1. Its lead candidate is looking great
Caribou's most advanced program is called CB-010, and it's being investigated in a phase 1 clinical trial for treating relapsed or refractory B-cell non-Hodgkin's lymphoma. On July 13, the biotech reported that 44% of the 16 patients in the trial had experienced a complete response to the therapy, rendering them free of detectable cancer for more than six months. In total, 94% of the patients responded to the treatment for at least some period of time, and there were very few reports of severe side effects.
To put it bluntly, the data looks awesome. While there's still plenty more time in CB-010's clinical trials that could result in the findings being repudiated, at this early stage it's hard to do much better than what Caribou has in hand. And if you're the type to invest in young biotech companies, that's enough of a strong reason to buy a few shares.
2. Its balance sheet is rock solid
For a small biotech, it doesn't get much better than how well-capitalized Caribou is at the moment.
With $228 million in cash and equivalents as of Q1, and a stock offering worth $125 million on July 13, Caribou has plenty of gas in the tank to spend on research and development (R&D). Its trailing 12-month total expenses were only $120 million. So it should have enough money for almost 3 years before it will need to raise more.
When it comes time, it probably won't have too much trouble taking out more debt as it only has around $27 million at the moment. Of course, whiffing its clinical trials could complicate that process. Either way, it'll still retain the option of issuing more stock to generate capital, and investors should expect it to, especially if it has trouble finding a larger company to collaborate on getting its therapy programs out the door.
3. Its technology platform is exceptionally advanced
Caribou's cell therapies are among the most sophisticated to ever exist. While a lot still needs to be proven about their actual safety and performance, the company's level of technological advancement is sufficient to be a reason to buy the stock.
You can think of the cells it's developing as having more genetically engineered features than others on the market and in development. And that will likely make them far more effective, safer, and broadly applicable, while costing less to manufacture.
Let's take its CB-012 program that's currently in pre-clinical development for acute myeloid leukemia as an example. With CB-012, the cells of the therapy product have five different edits to their genomes.
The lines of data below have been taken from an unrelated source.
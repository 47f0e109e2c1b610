use serde_json::Value;

use crate::{
  converter::{ConversionOutput, ConvertOptions, ResponsePolicy, WadlConverter},
  spec::ApiDeclaration,
  wadl::Element,
};

pub(super) const ENDPOINT: &str = "http://localhost:8080";

pub(super) fn declaration(value: Value) -> ApiDeclaration {
  ApiDeclaration::from_value(value).expect("failed to parse test declaration")
}

pub(super) fn petstore() -> ApiDeclaration {
  ApiDeclaration::from_slice(include_bytes!("../../../fixtures/petstore.json")).expect("petstore fixture should parse")
}

pub(super) fn convert_with(declaration: &ApiDeclaration, policy: ResponsePolicy) -> ConversionOutput {
  let options = ConvertOptions::builder().response_policy(policy).build();
  WadlConverter::new(declaration, ENDPOINT, options).convert()
}

pub(super) fn convert(declaration: &ApiDeclaration) -> ConversionOutput {
  convert_with(declaration, ResponsePolicy::PerStatus)
}

pub(super) fn resources(document: &Element) -> &Element {
  document.child("resources").expect("document should have resources")
}

pub(super) fn resources_with_path<'a>(parent: &'a Element, path: &'a str) -> Vec<&'a Element> {
  parent
    .children_named("resource")
    .filter(|resource| resource.attr("path") == Some(path))
    .collect()
}

pub(super) fn method_names(resource: &Element) -> Vec<&str> {
  resource
    .children_named("method")
    .filter_map(|method| method.attr("name"))
    .collect()
}
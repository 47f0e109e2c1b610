use std::io::IsTerminal;

use clap::ValueEnum;
use comfy_table::Color as ComfyColor;
use crossterm::style::Color;

#[derive(Debug, Clone, Copy, ValueEnum)]
pub enum ColorMode {
  Always,
  Auto,
  Never,
}

pub struct Colors {
  enabled: bool,
}

impl Colors {
  pub const fn new(enabled: bool) -> Self {
    Self { enabled }
  }

  const fn pick(&self, color: Color) -> Color {
    if self.enabled { color } else { Color::Reset }
  }

  pub const fn timestamp(&self) -> Color {
    self.pick(Color::Rgb { r: 118, g: 166, b: 166 })
  }

  pub const fn primary(&self) -> Color {
    self.pick(Color::Rgb { r: 191, g: 126, b: 4 })
  }

  pub const fn accent(&self) -> Color {
    self.pick(Color::Rgb { r: 166, g: 84, b: 55 })
  }

  pub const fn success(&self) -> Color {
    self.pick(Color::Rgb { r: 34, g: 142, b: 90 })
  }

  pub const fn label(&self) -> Color {
    self.pick(Color::Rgb { r: 217, g: 164, b: 4 })
  }

  pub const fn value(&self) -> Color {
    self.pick(Color::Rgb { r: 242, g: 211, b: 56 })
  }

  pub const fn clap_styles() -> clap::builder::Styles {
    use clap::builder::styling::{AnsiColor, Color as ClapColor, Style, Styles};

    Styles::styled()
      .header(Style::new().bold().underline().fg_color(Some(ClapColor::Ansi(AnsiColor::Yellow))))
      .usage(Style::new().bold().fg_color(Some(ClapColor::Ansi(AnsiColor::Yellow))))
      .literal(Style::new().fg_color(Some(ClapColor::Ansi(AnsiColor::Green))))
      .placeholder(Style::new().fg_color(Some(ClapColor::Ansi(AnsiColor::Cyan))))
      .error(Style::new().bold().fg_color(Some(ClapColor::Ansi(AnsiColor::Red))))
  }
}

/// Maps a crossterm color onto the table renderer's palette.
pub fn table_color(color: Color) -> ComfyColor {
  match color {
    Color::Rgb { r, g, b } => ComfyColor::Rgb { r, g, b },
    Color::AnsiValue(value) => ComfyColor::AnsiValue(value),
    _ => ComfyColor::Reset,
  }
}

/// Diagnostics go to stderr, so color follows whether stderr is a terminal.
pub fn colors_enabled(mode: ColorMode) -> bool {
  match mode {
    ColorMode::Always => true,
    ColorMode::Never => false,
    ColorMode::Auto => std::io::stderr().is_terminal(),
  }
}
The first edit is what gives the engineered cells the ability to counter cancer cells instead of just doing their normal job in the body. All of the cell therapies on the market have similar edits that are specific to the disease they're trying to treat, so that isn't remarkable -- but the other edits are.
Three of them are designed to make the cells both resilient and invisible to the patient's immune system, which is key to preventing certain severe side effects from treatment, and also to increase the duration that they can perform anti-tumor activity before degrading. And as if that weren't enough, CB-012 has a fifth edit that prevents the therapeutic cells from getting exhausted as quickly as they would otherwise as a result of doing their new anti-cancer job. In total, the therapy should be far more effective as a result.
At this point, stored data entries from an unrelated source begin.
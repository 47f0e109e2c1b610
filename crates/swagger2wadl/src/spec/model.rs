//! Typed view of a Swagger 1.x API declaration.
//!
//! Only the fields the WADL conversion reads are modelled. Everything the
//! converter relies on unconditionally is a required field, so a document that
//! deserializes successfully is safe to convert without further presence checks.

use serde::Deserialize;

use super::SpecError;

pub(crate) const BODY_PARAM_TYPE: &str = "body";
pub(crate) const PATH_PARAM_TYPE: &str = "path";

#[derive(Debug, Clone, PartialEq, Eq, Deserialize)]
#[serde(rename_all = "camelCase")]
pub struct ApiDeclaration {
  pub resource_path: String,
  #[serde(default)]
  pub description: Option<String>,
  pub apis: Vec<ApiEntry>,
}

#[derive(Debug, Clone, PartialEq, Eq, Deserialize)]
pub struct ApiEntry {
  pub path: String,
  pub operations: Vec<Operation>,
}

#[derive(Debug, Clone, PartialEq, Eq, Deserialize)]
#[serde(rename_all = "camelCase")]
pub struct Operation {
  pub method: String,
  #[serde(default)]
  pub notes: Option<String>,
  pub parameters: Vec<Parameter>,
  pub response_messages: Vec<ResponseMessage>,
}

#[derive(Debug, Clone, PartialEq, Eq, Deserialize)]
#[serde(rename_all = "camelCase")]
pub struct Parameter {
  pub name: String,
  pub param_type: String,
  pub required: bool,
  #[serde(default)]
  pub data_type: Option<String>,
}

#[derive(Debug, Clone, PartialEq, Eq, Deserialize)]
#[serde(rename_all = "camelCase")]
pub struct ResponseMessage {
  pub code: u16,
  #[serde(default)]
  pub message: Option<String>,
  #[serde(default)]
  pub response_model: Option<String>,
}

impl ApiDeclaration {
  /// Parses and validates a JSON API declaration.
  ///
  /// Missing or mistyped required fields are reported with the JSON path of the
  /// offending value. Operations with more than one `body` parameter are rejected.
  pub fn from_slice(bytes: &[u8]) -> Result<Self, SpecError> {
    let mut deserializer = serde_json::Deserializer::from_slice(bytes);
    let declaration: Self = serde_path_to_error::deserialize(&mut deserializer).map_err(SpecError::from_path_error)?;
    deserializer.end().map_err(|inner| SpecError::Shape {
      path: ".".to_string(),
      inner,
    })?;
    declaration.validate()?;
    Ok(declaration)
  }

  pub fn from_value(value: serde_json::Value) -> Result<Self, SpecError> {
    let declaration: Self = serde_path_to_error::deserialize(value).map_err(SpecError::from_path_error)?;
    declaration.validate()?;
    Ok(declaration)
  }

  fn validate(&self) -> Result<(), SpecError> {
    for api in &self.apis {
      for operation in &api.operations {
        let count = operation.body_parameters().count();
        if count > 1 {
          return Err(SpecError::MultipleBodies {
            method: operation.http_method(),
            path: api.path.clone(),
            count,
          });
        }
      }
    }
    Ok(())
  }

  pub fn operation_count(&self) -> usize {
    self.apis.iter().map(|api| api.operations.len()).sum()
  }
}

impl Operation {
  /// The HTTP verb in the uppercase form WADL expects.
  pub fn http_method(&self) -> String {
    self.method.to_uppercase()
  }

  pub fn body_parameters(&self) -> impl Iterator<Item = &Parameter> {
    self.parameters.iter().filter(|param| param.is_body())
  }

  pub fn body_parameter(&self) -> Option<&Parameter> {
    self.body_parameters().next()
  }

  pub fn path_parameters(&self) -> impl Iterator<Item = &Parameter> {
    self.parameters.iter().filter(|param| param.is_path())
  }
}

impl Parameter {
  pub fn is_body(&self) -> bool {
    self.param_type == BODY_PARAM_TYPE
  }

  pub fn is_path(&self) -> bool {
    self.param_type == PATH_PARAM_TYPE
  }
}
For the sake of comparison, Novartis' commercialized cell therapy Kymriah for relapsed or refractory follicular lymphoma only has one edit, and it's the equivalent of the first one I mentioned. That means it simply can't be as good at its job as what CB-012 could theoretically be. And in an immuno-oncology market that's starting to look increasingly crowded, Caribou's platform is powerful enough to make it stand out, which is why it's a buy.
Just remember that by virtue of being a pre-revenue biotech company, this is still a very risky stock.